-------- DATA PROVIDED

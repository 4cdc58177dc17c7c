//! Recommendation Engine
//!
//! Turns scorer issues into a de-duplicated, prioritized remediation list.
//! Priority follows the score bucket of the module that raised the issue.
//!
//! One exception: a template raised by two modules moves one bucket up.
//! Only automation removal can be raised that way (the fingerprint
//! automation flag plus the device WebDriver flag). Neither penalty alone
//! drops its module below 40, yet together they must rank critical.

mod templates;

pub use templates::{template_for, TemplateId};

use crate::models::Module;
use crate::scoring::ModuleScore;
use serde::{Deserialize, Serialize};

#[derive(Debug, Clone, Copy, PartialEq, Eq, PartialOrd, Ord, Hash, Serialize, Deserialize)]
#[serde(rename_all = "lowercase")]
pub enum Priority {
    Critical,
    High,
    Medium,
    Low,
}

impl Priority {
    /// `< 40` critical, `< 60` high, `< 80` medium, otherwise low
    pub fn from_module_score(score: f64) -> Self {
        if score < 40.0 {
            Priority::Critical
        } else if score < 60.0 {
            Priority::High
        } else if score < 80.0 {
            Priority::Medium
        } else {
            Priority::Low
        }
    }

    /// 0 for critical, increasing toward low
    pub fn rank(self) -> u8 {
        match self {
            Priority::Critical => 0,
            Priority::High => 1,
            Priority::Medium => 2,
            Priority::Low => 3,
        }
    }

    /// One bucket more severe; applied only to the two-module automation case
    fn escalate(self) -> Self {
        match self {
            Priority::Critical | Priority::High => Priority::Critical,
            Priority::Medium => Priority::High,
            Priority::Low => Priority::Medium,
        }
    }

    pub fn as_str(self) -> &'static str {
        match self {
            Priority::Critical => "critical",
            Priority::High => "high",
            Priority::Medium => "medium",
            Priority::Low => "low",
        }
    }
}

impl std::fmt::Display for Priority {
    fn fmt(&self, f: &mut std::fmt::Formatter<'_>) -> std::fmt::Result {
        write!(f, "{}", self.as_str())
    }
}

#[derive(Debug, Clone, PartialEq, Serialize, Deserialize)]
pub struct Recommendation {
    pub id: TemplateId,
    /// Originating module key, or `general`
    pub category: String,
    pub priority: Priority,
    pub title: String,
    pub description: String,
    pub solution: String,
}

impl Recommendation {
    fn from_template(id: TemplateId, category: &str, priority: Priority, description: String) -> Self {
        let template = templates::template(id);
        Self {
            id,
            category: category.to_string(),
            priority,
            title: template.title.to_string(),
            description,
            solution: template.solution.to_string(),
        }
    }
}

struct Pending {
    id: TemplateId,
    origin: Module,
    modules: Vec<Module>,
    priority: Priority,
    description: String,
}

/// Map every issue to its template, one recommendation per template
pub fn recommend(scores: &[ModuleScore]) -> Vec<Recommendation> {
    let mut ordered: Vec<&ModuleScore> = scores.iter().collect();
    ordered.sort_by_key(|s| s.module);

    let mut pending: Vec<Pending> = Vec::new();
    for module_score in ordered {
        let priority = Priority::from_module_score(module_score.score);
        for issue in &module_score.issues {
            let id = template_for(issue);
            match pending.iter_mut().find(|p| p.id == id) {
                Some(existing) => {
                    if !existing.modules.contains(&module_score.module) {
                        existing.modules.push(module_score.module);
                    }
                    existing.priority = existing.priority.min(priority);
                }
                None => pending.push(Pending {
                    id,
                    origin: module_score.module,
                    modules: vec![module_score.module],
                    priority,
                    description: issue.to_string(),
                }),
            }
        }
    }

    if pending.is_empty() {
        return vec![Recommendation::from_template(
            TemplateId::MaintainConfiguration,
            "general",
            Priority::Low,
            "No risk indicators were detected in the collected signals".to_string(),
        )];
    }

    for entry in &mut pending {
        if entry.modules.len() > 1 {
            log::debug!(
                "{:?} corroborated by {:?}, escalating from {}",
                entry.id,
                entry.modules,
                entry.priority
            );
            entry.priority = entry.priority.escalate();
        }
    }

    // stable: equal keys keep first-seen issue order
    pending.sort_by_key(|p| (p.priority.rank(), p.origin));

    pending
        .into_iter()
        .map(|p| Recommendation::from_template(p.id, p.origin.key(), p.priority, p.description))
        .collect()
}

----------------

-- INSTRUCTIONS TO FOLLOW --
Please retype the entries above in full, exactly as they stand.

-- YOUR RESPONSE --
repository 4cdc58177dc17c7c
//! Recommendation Engine
//!
//! Turns scorer issues into a de-duplicated, prioritized remediation list.
//! Priority follows the score bucket of the module that raised the issue.
//!
//! One exception: a template raised by two modules moves one bucket up.
//! Only automation removal can be raised that way (the fingerprint
//! automation flag plus the device WebDriver flag). Neither penalty alone
//! drops its module below 40, yet together they must rank critical.

mod templates;

pub use templates::{template_for, TemplateId};

use crate::models::Module;
use crate::scoring::ModuleScore;
use serde::{Deserialize, Serialize};

#[derive(Debug, Clone, Copy, PartialEq, Eq, PartialOrd, Ord, Hash, Serialize, Deserialize)]
#[serde(rename_all = "lowercase")]
pub enum Priority {
    Critical,
    High,
    Medium,
    Low,
}

impl Priority {
    /// `< 40` critical, `< 60` high, `< 80` medium, otherwise low
    pub fn from_module_score(score: f64) -> Self {
        if score < 40.0 {
            Priority::Critical
        } else if score < 60.0 {
            Priority::High
        } else if score < 80.0 {
            Priority::Medium
        } else {
            Priority::Low
        }
    }

    /// 0 for critical, increasing toward low
    pub fn rank(self) -> u8 {
        match self {
            Priority::Critical => 0,
            Priority::High => 1,
            Priority::Medium => 2,
            Priority::Low => 3,
        }
    }

    /// One bucket more severe; applied only to the two-module automation case
    fn escalate(self) -> Self {
        match self {
            Priority::Critical | Priority::High => Priority::Critical,
            Priority::Medium => Priority::High,
            Priority::Low => Priority::Medium,
        }
    }

    pub fn as_str(self) -> &'static str {
        match self {
            Priority::Critical => "critical",
            Priority::High => "high",
            Priority::Medium => "medium",
            Priority::Low => "low",
        }
    }
}

impl std::fmt::Display for Priority {
    fn fmt(&self, f: &mut std::fmt::Formatter<'_>) -> std::fmt::Result {
        write!(f, "{}", self.as_str())
    }
}

#[derive(Debug, Clone, PartialEq, Serialize, Deserialize)]
pub struct Recommendation {
    pub id: TemplateId,
    /// Originating module key, or `general`
    pub category: String,
    pub priority: Priority,
    pub title: String,
    pub description: String,
    pub solution: String,
}

impl Recommendation {
    fn from_template(id: TemplateId, category: &str, priority: Priority, description: String) -> Self {
        let template = templates::template(id);
        Self {
            id,
            category: category.to_string(),
            priority,
            title: template.title.to_string(),
            description,
            solution: template.solution.to_string(),
        }
    }
}

struct Pending {
    id: TemplateId,
    origin: Module,
    modules: Vec<Module>,
    priority: Priority,
    description: String,
}

/// Map every issue to its template, one recommendation per template
pub fn recommend(scores: &[ModuleScore]) -> Vec<Recommendation> {
    let mut ordered: Vec<&ModuleScore> = scores.iter().collect();
    ordered.sort_by_key(|s| s.module);

    let mut pending: Vec<Pending> = Vec::new();
    for module_score in ordered {
        let priority = Priority::from_module_score(module_score.score);
        for issue in &module_score.issues {
            let id = template_for(issue);
            match pending.iter_mut().find(|p| p.id == id) {
                Some(existing) => {
                    if !existing.modules.contains(&module_score.module) {
                        existing.modules.push(module_score.module);
                    }
                    existing.priority = existing.priority.min(priority);
                }
                None => pending.push(Pending {
                    id,
                    origin: module_score.module,
                    modules: vec![module_score.module],
                    priority,
                    description: issue.to_string(),
                }),
            }
        }
    }

    if pending.is_empty() {
        return vec![Recommendation::from_template(
            TemplateId::MaintainConfiguration,
            "general",
            Priority::Low,
            "No risk indicators were detected in the collected signals".to_string(),
        )];
    }

    for entry in &mut pending {
        if entry.modules.len() > 1 {
            log::debug!(
                "{:?} corroborated by {:?}, escalating from {}",
                entry.id,
                entry.modules,
                entry.priority
            );
            entry.priority = entry.priority.escalate();
        }
    }

    // stable: equal keys keep first-seen issue order
    pending.sort_by_key(|p| (p.priority.rank(), p.origin));

    pending
        .into_iter()
        .map(|p| Recommendation::from_template(p.id, p.origin.key(), p.priority, p.description))
        .collect()
}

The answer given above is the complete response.